//! IntentParser：两级解析
//!
//! - Tier A（parse_plan）：模型输出整份计划文档，解码后逐步校验（标签、步骤编号、依赖、参数类型、项目名）。
//!   任一校验失败返回 ParseError，由上层回退到 Tier B。
//! - Tier B（parse_intent）：模型输出单个动作的扁平 JSON；失败时返回 action = Unknown 并附带原因，不返回错误。
//!
//! 两级共用 extract_json_block 与 normalize_params，解码逻辑是纯函数（decode_plan / decode_intent），便于测试。

use std::collections::BTreeMap;
use std::sync::Arc;

use schemars::JsonSchema;
use serde::Deserialize;
use serde_json::{Map, Value};
use thiserror::Error;

use crate::intent::catalog::{ActionKind, RESOURCE_PARAM};
use crate::intent::extract::extract_json_block;
use crate::intent::intent::{Intent, ParamMap};
use crate::intent::prompts;
use crate::llm::LlmClient;

/// 计划文档（Tier A 模型输出格式，同时用于生成 JSON Schema）
#[derive(Debug, Deserialize, JsonSchema)]
pub struct PlanDocument {
    /// 请求是否与可用动作相关
    #[serde(default = "default_true")]
    pub understood: bool,
    /// 无法确定项目或动作时为 true，并给出 clarification_question
    #[serde(default)]
    pub needs_clarification: bool,
    #[serde(default)]
    pub clarification_question: Option<String>,
    /// 一句话概括用户目标
    #[serde(default)]
    pub goal: Option<String>,
    #[serde(default)]
    pub actions: Vec<PlanStepDocument>,
}

#[derive(Debug, Deserialize, JsonSchema)]
pub struct PlanStepDocument {
    /// 从 1 开始连续编号
    #[serde(default)]
    #[schemars(with = "Option<u32>")]
    pub step: Option<Value>,
    /// 动作标签，取自 AVAILABLE ACTIONS
    pub action: String,
    #[serde(default)]
    pub parameters: Option<BTreeMap<String, Value>>,
    #[serde(default)]
    pub description: Option<String>,
    /// 只能引用更早的步骤
    #[serde(default)]
    #[schemars(with = "Option<u32>")]
    pub depends_on: Option<Value>,
}

fn default_true() -> bool {
    true
}

#[derive(Debug, Clone, PartialEq, Error)]
pub enum ParseError {
    #[error("the language model did not respond")]
    NoResponse,

    #[error("model response did not contain a JSON object")]
    NoJson,

    #[error("invalid model response: {0}")]
    Decode(String),

    #[error("unknown action '{0}'")]
    UnknownAction(String),

    #[error("step at position {position} is numbered {found}")]
    StepNumbering { position: usize, found: String },

    #[error("step {step} depends on invalid step {depends_on}")]
    Dependency { step: u32, depends_on: String },

    #[error("parameter '{param}' of {action}: {reason}")]
    Parameter {
        action: ActionKind,
        param: String,
        reason: String,
    },

    #[error("Unknown project '{name}'. Available: {}", available_list(.available))]
    UnknownProject { name: String, available: Vec<String> },
}

fn available_list(available: &[String]) -> String {
    if available.is_empty() {
        "none".to_string()
    } else {
        available.join(", ")
    }
}

/// 校验通过的一步
#[derive(Debug, Clone, PartialEq)]
pub struct DraftStep {
    pub step: u32,
    pub action: ActionKind,
    pub params: ParamMap,
    pub depends_on: Option<u32>,
}

/// Tier A 解码结果
#[derive(Debug, Clone, PartialEq)]
pub enum PlanOutcome {
    Steps { goal: String, steps: Vec<DraftStep> },
    Clarify { goal: String, question: String },
    NotUnderstood { goal: String },
}

pub struct IntentParser {
    llm: Arc<dyn LlmClient>,
}

impl IntentParser {
    pub fn new(llm: Arc<dyn LlmClient>) -> Self {
        Self { llm }
    }

    pub fn llm(&self) -> &Arc<dyn LlmClient> {
        &self.llm
    }

    /// Tier A：整份计划
    pub async fn parse_plan(
        &self,
        input: &str,
        context: &str,
        projects: &[String],
    ) -> Result<PlanOutcome, ParseError> {
        let prompt = prompts::build_prompt(input, context, projects);
        let raw = self
            .llm
            .generate(&prompt, &prompts::plan_instructions())
            .await
            .filter(|t| !t.trim().is_empty())
            .ok_or(ParseError::NoResponse)?;
        tracing::debug!(len = raw.len(), "Tier A response received");
        decode_plan(&raw, input, projects)
    }

    /// Tier B：单个意图
    pub async fn parse_intent(&self, input: &str, context: &str, projects: &[String]) -> Intent {
        let prompt = prompts::build_prompt(input, context, projects);
        let reply = self
            .llm
            .generate(&prompt, &prompts::intent_instructions())
            .await
            .filter(|t| !t.trim().is_empty());
        match reply {
            Some(raw) => {
                tracing::debug!(len = raw.len(), "Tier B response received");
                decode_intent(&raw, input, projects)
            }
            None => Intent::unknown(input, ParseError::NoResponse.to_string()),
        }
    }
}

/// 解码并校验 Tier A 计划文档
pub fn decode_plan(raw: &str, input: &str, projects: &[String]) -> Result<PlanOutcome, ParseError> {
    let block = extract_json_block(raw).ok_or(ParseError::NoJson)?;
    let doc: PlanDocument =
        serde_json::from_str(block).map_err(|e| ParseError::Decode(e.to_string()))?;

    let goal = doc
        .goal
        .as_deref()
        .map(str::trim)
        .filter(|g| !g.is_empty())
        .unwrap_or(input)
        .to_string();

    if doc.needs_clarification {
        let question = doc
            .clarification_question
            .map(|q| q.trim().to_string())
            .filter(|q| !q.is_empty())
            .unwrap_or_else(|| "Could you be more specific?".to_string());
        return Ok(PlanOutcome::Clarify { goal, question });
    }
    if !doc.understood || doc.actions.is_empty() {
        return Ok(PlanOutcome::NotUnderstood { goal });
    }

    let explicit_numbers = doc.actions.iter().any(|a| a.step.is_some());
    let mut steps = Vec::with_capacity(doc.actions.len());
    for (idx, entry) in doc.actions.into_iter().enumerate() {
        let expected = idx as u32 + 1;
        let step = if explicit_numbers {
            match entry.step.as_ref().and_then(as_u32) {
                Some(n) if n == expected => n,
                _ => {
                    return Err(ParseError::StepNumbering {
                        position: idx + 1,
                        found: entry
                            .step
                            .as_ref()
                            .map(Value::to_string)
                            .unwrap_or_else(|| "nothing".to_string()),
                    })
                }
            }
        } else {
            expected
        };

        let action = ActionKind::parse(&entry.action)
            .ok_or_else(|| ParseError::UnknownAction(entry.action.clone()))?;

        let depends_on = match entry.depends_on {
            None | Some(Value::Null) => None,
            Some(v) => match as_u32(&v) {
                Some(0) => None,
                Some(d) if d < step => Some(d),
                _ => {
                    return Err(ParseError::Dependency {
                        step,
                        depends_on: v.to_string(),
                    })
                }
            },
        };

        let params = normalize_params(action, entry.parameters.unwrap_or_default(), projects)?;
        steps.push(DraftStep {
            step,
            action,
            params,
            depends_on,
        });
    }
    Ok(PlanOutcome::Steps { goal, steps })
}

/// 解码 Tier B 扁平 JSON；失败时返回 Unknown 意图并附带原因
pub fn decode_intent(raw: &str, input: &str, projects: &[String]) -> Intent {
    let Some(block) = extract_json_block(raw) else {
        return Intent::unknown(input, ParseError::NoJson.to_string());
    };
    let mut map: Map<String, Value> = match serde_json::from_str(block) {
        Ok(m) => m,
        Err(e) => return Intent::unknown(input, ParseError::Decode(e.to_string()).to_string()),
    };

    let tag = map
        .remove("action")
        .and_then(|v| v.as_str().map(str::to_string))
        .unwrap_or_default();
    let confidence = map
        .remove("confidence")
        .and_then(|v| v.as_f64())
        .unwrap_or(0.5) as f32;

    let action = match ActionKind::parse(&tag) {
        Some(a) => a,
        None if tag.is_empty() || tag.eq_ignore_ascii_case("unknown") => {
            return Intent::unknown(input, "Request not understood")
        }
        None => return Intent::unknown(input, ParseError::UnknownAction(tag).to_string()),
    };

    let mut raw_params: BTreeMap<String, Value> = BTreeMap::new();
    if let Some(Value::Object(nested)) = map.remove("parameters") {
        raw_params.extend(nested);
    }
    raw_params.extend(map);

    match normalize_params(action, raw_params, projects) {
        Ok(params) => Intent::new(action, params)
            .with_raw_text(input)
            .with_confidence(confidence),
        Err(e) => Intent::unknown(input, e.to_string()),
    }
}

/// 按目录规范化参数：丢弃未声明的键、类型归一、项目名规范化、补默认值
pub fn normalize_params(
    action: ActionKind,
    raw: impl IntoIterator<Item = (String, Value)>,
    projects: &[String],
) -> Result<ParamMap, ParseError> {
    let mut out = ParamMap::new();
    let Some(spec) = action.spec() else {
        return Ok(out);
    };
    for (key, value) in raw {
        let Some(param) = spec.param(&key) else {
            tracing::debug!(action = %action, param = %key, "dropping undeclared parameter");
            continue;
        };
        let coerced = param.coerce(&value).map_err(|reason| ParseError::Parameter {
            action,
            param: key.clone(),
            reason,
        })?;
        let Some(mut coerced) = coerced else {
            continue;
        };
        if key == RESOURCE_PARAM {
            let name = coerced.as_str().unwrap_or_default().to_string();
            let canonical = canonical_project(&name, projects).ok_or_else(|| {
                ParseError::UnknownProject {
                    name: name.clone(),
                    available: projects.to_vec(),
                }
            })?;
            coerced = Value::String(canonical);
        }
        out.insert(key, coerced);
    }
    for param in spec.params {
        if !out.contains_key(param.name) {
            if let Some(default) = param.default_value() {
                out.insert(param.name.to_string(), default);
            }
        }
    }
    Ok(out)
}

/// 在可用项目中查找（大小写不敏感），返回目录中的规范名称
pub fn canonical_project(name: &str, projects: &[String]) -> Option<String> {
    let name = name.trim();
    projects
        .iter()
        .find(|p| p.as_str() == name)
        .or_else(|| projects.iter().find(|p| p.eq_ignore_ascii_case(name)))
        .cloned()
}

fn as_u32(v: &Value) -> Option<u32> {
    match v {
        Value::Number(n) => n.as_u64().and_then(|n| u32::try_from(n).ok()),
        Value::String(s) => s.trim().parse().ok(),
        _ => None,
    }
}

#[cfg(test)]
mod tests {
    use super::*;
    use serde_json::json;

    fn projects() -> Vec<String> {
        vec!["acme".to_string(), "beta".to_string()]
    }

    #[test]
    fn test_decode_two_step_plan() {
        let raw = r#"{"goal": "run and export", "actions": [
            {"step": 1, "action": "run_tests", "parameters": {"project": "ACME", "mode": "auto"}},
            {"step": 2, "action": "export_report", "parameters": {"project": "acme", "export_format": "html"}, "depends_on": 1}
        ]}"#;
        let PlanOutcome::Steps { goal, steps } = decode_plan(raw, "x", &projects()).unwrap() else {
            panic!("expected steps");
        };
        assert_eq!(goal, "run and export");
        assert_eq!(steps.len(), 2);
        assert_eq!(steps[0].params["project"], json!("acme"));
        assert_eq!(steps[0].params["test_filter"], json!("pending"));
        assert_eq!(steps[1].depends_on, Some(1));
    }

    #[test]
    fn test_missing_step_numbers_are_assigned() {
        let raw = r#"{"actions": [{"action": "list_projects"}, {"action": "help"}]}"#;
        let PlanOutcome::Steps { goal, steps } = decode_plan(raw, "what can you do", &[]).unwrap() else {
            panic!("expected steps");
        };
        assert_eq!(goal, "what can you do");
        assert_eq!(steps.iter().map(|s| s.step).collect::<Vec<_>>(), vec![1, 2]);
    }

    #[test]
    fn test_bad_numbering_is_rejected() {
        let raw = r#"{"actions": [{"step": 1, "action": "help"}, {"step": 3, "action": "help"}]}"#;
        assert!(matches!(
            decode_plan(raw, "x", &[]),
            Err(ParseError::StepNumbering { position: 2, .. })
        ));
    }

    #[test]
    fn test_forward_dependency_is_rejected() {
        let raw = r#"{"actions": [{"step": 1, "action": "help", "depends_on": 2}, {"step": 2, "action": "help"}]}"#;
        assert!(matches!(
            decode_plan(raw, "x", &[]),
            Err(ParseError::Dependency { step: 1, .. })
        ));
    }

    #[test]
    fn test_unknown_tag_and_unknown_project() {
        let raw = r#"{"actions": [{"action": "deploy"}]}"#;
        assert_eq!(
            decode_plan(raw, "x", &projects()),
            Err(ParseError::UnknownAction("deploy".into()))
        );
        let raw = r#"{"actions": [{"action": "detect_flaky", "parameters": {"project": "zeta"}}]}"#;
        let err = decode_plan(raw, "x", &projects()).unwrap_err();
        assert_eq!(err.to_string(), "Unknown project 'zeta'. Available: acme, beta");
    }

    #[test]
    fn test_clarification_and_not_understood() {
        let raw = r#"{"needs_clarification": true, "clarification_question": "Which project?", "actions": []}"#;
        assert_eq!(
            decode_plan(raw, "run tests", &projects()).unwrap(),
            PlanOutcome::Clarify {
                goal: "run tests".into(),
                question: "Which project?".into()
            }
        );
        let raw = r#"{"understood": false, "actions": []}"#;
        assert!(matches!(
            decode_plan(raw, "weather?", &projects()).unwrap(),
            PlanOutcome::NotUnderstood { .. }
        ));
    }

    #[test]
    fn test_create_project_name_skips_catalog_check() {
        let raw = r#"{"actions": [{"step": 1, "action": "create_project", "parameters": {"name": "gamma"}}]}"#;
        match decode_plan(raw, "create a project called gamma", &projects()).unwrap() {
            PlanOutcome::Steps { steps, .. } => {
                assert_eq!(steps[0].action, ActionKind::CreateProject);
                assert_eq!(steps[0].params["name"], json!("gamma"));
            }
            other => panic!("unexpected outcome: {other:?}"),
        }
    }

    #[test]
    fn test_decode_intent_flat_and_nested() {
        let intent = decode_intent(
            "```json\n{\"action\": \"show_status\", \"project\": \"beta\", \"run_number\": \"4\", \"confidence\": 0.8}\n```",
            "status of beta run 4",
            &projects(),
        );
        assert_eq!(intent.action, ActionKind::ShowStatus);
        assert_eq!(intent.param_i64("run_number"), Some(4));
        assert!((intent.confidence - 0.8).abs() < 1e-6);

        let intent = decode_intent(
            r#"{"action": "export_report", "parameters": {"project": "acme"}}"#,
            "export",
            &projects(),
        );
        assert_eq!(intent.param_str("export_format"), Some("html"));
    }

    #[test]
    fn test_decode_intent_failures_become_unknown() {
        let intent = decode_intent("no json here", "hi", &projects());
        assert!(intent.is_unknown());
        assert!(intent.error.is_some());

        let intent = decode_intent(r#"{"action": "unknown"}"#, "hi", &projects());
        assert_eq!(intent.error.as_deref(), Some("Request not understood"));

        let intent = decode_intent(r#"{"action": "run_tests", "mode": "turbo"}"#, "hi", &projects());
        assert!(intent.is_unknown());
    }
}
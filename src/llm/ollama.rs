//! Ollama 本地模型客户端（默认后端）
//!
//! - 可用性：GET {base}/api/tags，且目标模型已拉取（名称互相包含即可，允许省略 tag）
//! - 生成：POST {base}/api/generate，stream=false，取 response 字段

use std::time::Duration;

use async_trait::async_trait;
use reqwest::Client;
use serde::Deserialize;
use serde_json::json;

use crate::llm::traits::non_empty;
use crate::llm::LlmClient;

pub const OLLAMA_DEFAULT_URL: &str = "http://localhost:11434";
pub const OLLAMA_DEFAULT_MODEL: &str = "llama3.2:3b";

/// 可用性探测超时（秒）
const PROBE_TIMEOUT_SECS: u64 = 3;

#[derive(Deserialize)]
struct TagsResponse {
    #[serde(default)]
    models: Vec<TagEntry>,
}

#[derive(Deserialize)]
struct TagEntry {
    #[serde(default)]
    name: String,
}

#[derive(Deserialize)]
struct GenerateResponse {
    #[serde(default)]
    response: String,
}

pub struct OllamaClient {
    client: Client,
    base_url: String,
    model: String,
    temperature: f32,
    timeout: Duration,
}

impl OllamaClient {
    pub fn new(base_url: Option<&str>, model: &str) -> Self {
        Self {
            client: Client::new(),
            base_url: base_url
                .unwrap_or(OLLAMA_DEFAULT_URL)
                .trim_end_matches('/')
                .to_string(),
            model: model.to_string(),
            temperature: 0.1,
            timeout: Duration::from_secs(60),
        }
    }

    pub fn with_temperature(mut self, temperature: f32) -> Self {
        self.temperature = temperature;
        self
    }

    pub fn with_timeout(mut self, timeout_secs: u64) -> Self {
        self.timeout = Duration::from_secs(timeout_secs);
        self
    }

    fn model_matches(&self, installed: &str) -> bool {
        !installed.is_empty() && (installed.contains(&self.model) || self.model.contains(installed))
    }

    async fn request(&self, prompt: &str, instructions: &str) -> Result<String, String> {
        let payload = json!({
            "model": self.model,
            "prompt": prompt,
            "system": instructions,
            "stream": false,
            "options": { "temperature": self.temperature },
        });
        let resp = self
            .client
            .post(format!("{}/api/generate", self.base_url))
            .timeout(self.timeout)
            .json(&payload)
            .send()
            .await
            .map_err(|e| e.to_string())?;
        if !resp.status().is_success() {
            return Err(format!("HTTP {}", resp.status()));
        }
        let body: GenerateResponse = resp.json().await.map_err(|e| e.to_string())?;
        Ok(body.response)
    }
}

#[async_trait]
impl LlmClient for OllamaClient {
    fn name(&self) -> &str {
        "ollama"
    }

    fn model(&self) -> &str {
        &self.model
    }

    async fn is_available(&self) -> bool {
        let resp = self
            .client
            .get(format!("{}/api/tags", self.base_url))
            .timeout(Duration::from_secs(PROBE_TIMEOUT_SECS))
            .send()
            .await;
        let Ok(resp) = resp else {
            return false;
        };
        if !resp.status().is_success() {
            return false;
        }
        match resp.json::<TagsResponse>().await {
            Ok(tags) => tags.models.iter().any(|m| self.model_matches(&m.name)),
            Err(_) => false,
        }
    }

    async fn generate(&self, prompt: &str, instructions: &str) -> Option<String> {
        match self.request(prompt, instructions).await {
            Ok(text) => non_empty(text),
            Err(e) => {
                tracing::warn!(url = %self.base_url, model = %self.model, error = %e, "Ollama generate failed");
                None
            }
        }
    }
}
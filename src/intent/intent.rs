//! 单条意图：动作标签 + 规范化参数

use std::collections::BTreeMap;

use serde::{Deserialize, Serialize};
use serde_json::Value;

use crate::intent::catalog::{ActionKind, RESOURCE_PARAM};

/// 参数映射（键有序，便于日志与预览稳定输出）
pub type ParamMap = BTreeMap<String, Value>;

#[derive(Clone, Debug, Serialize, Deserialize)]
pub struct Intent {
    pub action: ActionKind,
    pub params: ParamMap,
    pub confidence: f32,
    pub raw_text: String,
    /// 解析失败原因（action 为 Unknown 时给出）
    pub error: Option<String>,
}

impl Intent {
    pub fn new(action: ActionKind, params: ParamMap) -> Self {
        Self {
            action,
            params,
            confidence: 1.0,
            raw_text: String::new(),
            error: None,
        }
    }

    pub fn unknown(raw_text: &str, error: impl Into<String>) -> Self {
        Self {
            action: ActionKind::Unknown,
            params: ParamMap::new(),
            confidence: 0.0,
            raw_text: raw_text.to_string(),
            error: Some(error.into()),
        }
    }

    pub fn with_raw_text(mut self, raw: &str) -> Self {
        self.raw_text = raw.to_string();
        self
    }

    pub fn with_confidence(mut self, confidence: f32) -> Self {
        self.confidence = confidence.clamp(0.0, 1.0);
        self
    }

    pub fn is_unknown(&self) -> bool {
        self.action == ActionKind::Unknown
    }

    pub fn project(&self) -> Option<&str> {
        self.param_str(RESOURCE_PARAM)
    }

    pub fn param_str(&self, key: &str) -> Option<&str> {
        self.params.get(key).and_then(Value::as_str)
    }

    pub fn param_i64(&self, key: &str) -> Option<i64> {
        self.params.get(key).and_then(Value::as_i64)
    }

    pub fn param_bool(&self, key: &str) -> bool {
        self.params.get(key).and_then(Value::as_bool).unwrap_or(false)
    }
}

————————

# Work request
Show the lines above that include "filename".

# The answer
filename src/llm/ollama.rs
filename src/intent/intent.rs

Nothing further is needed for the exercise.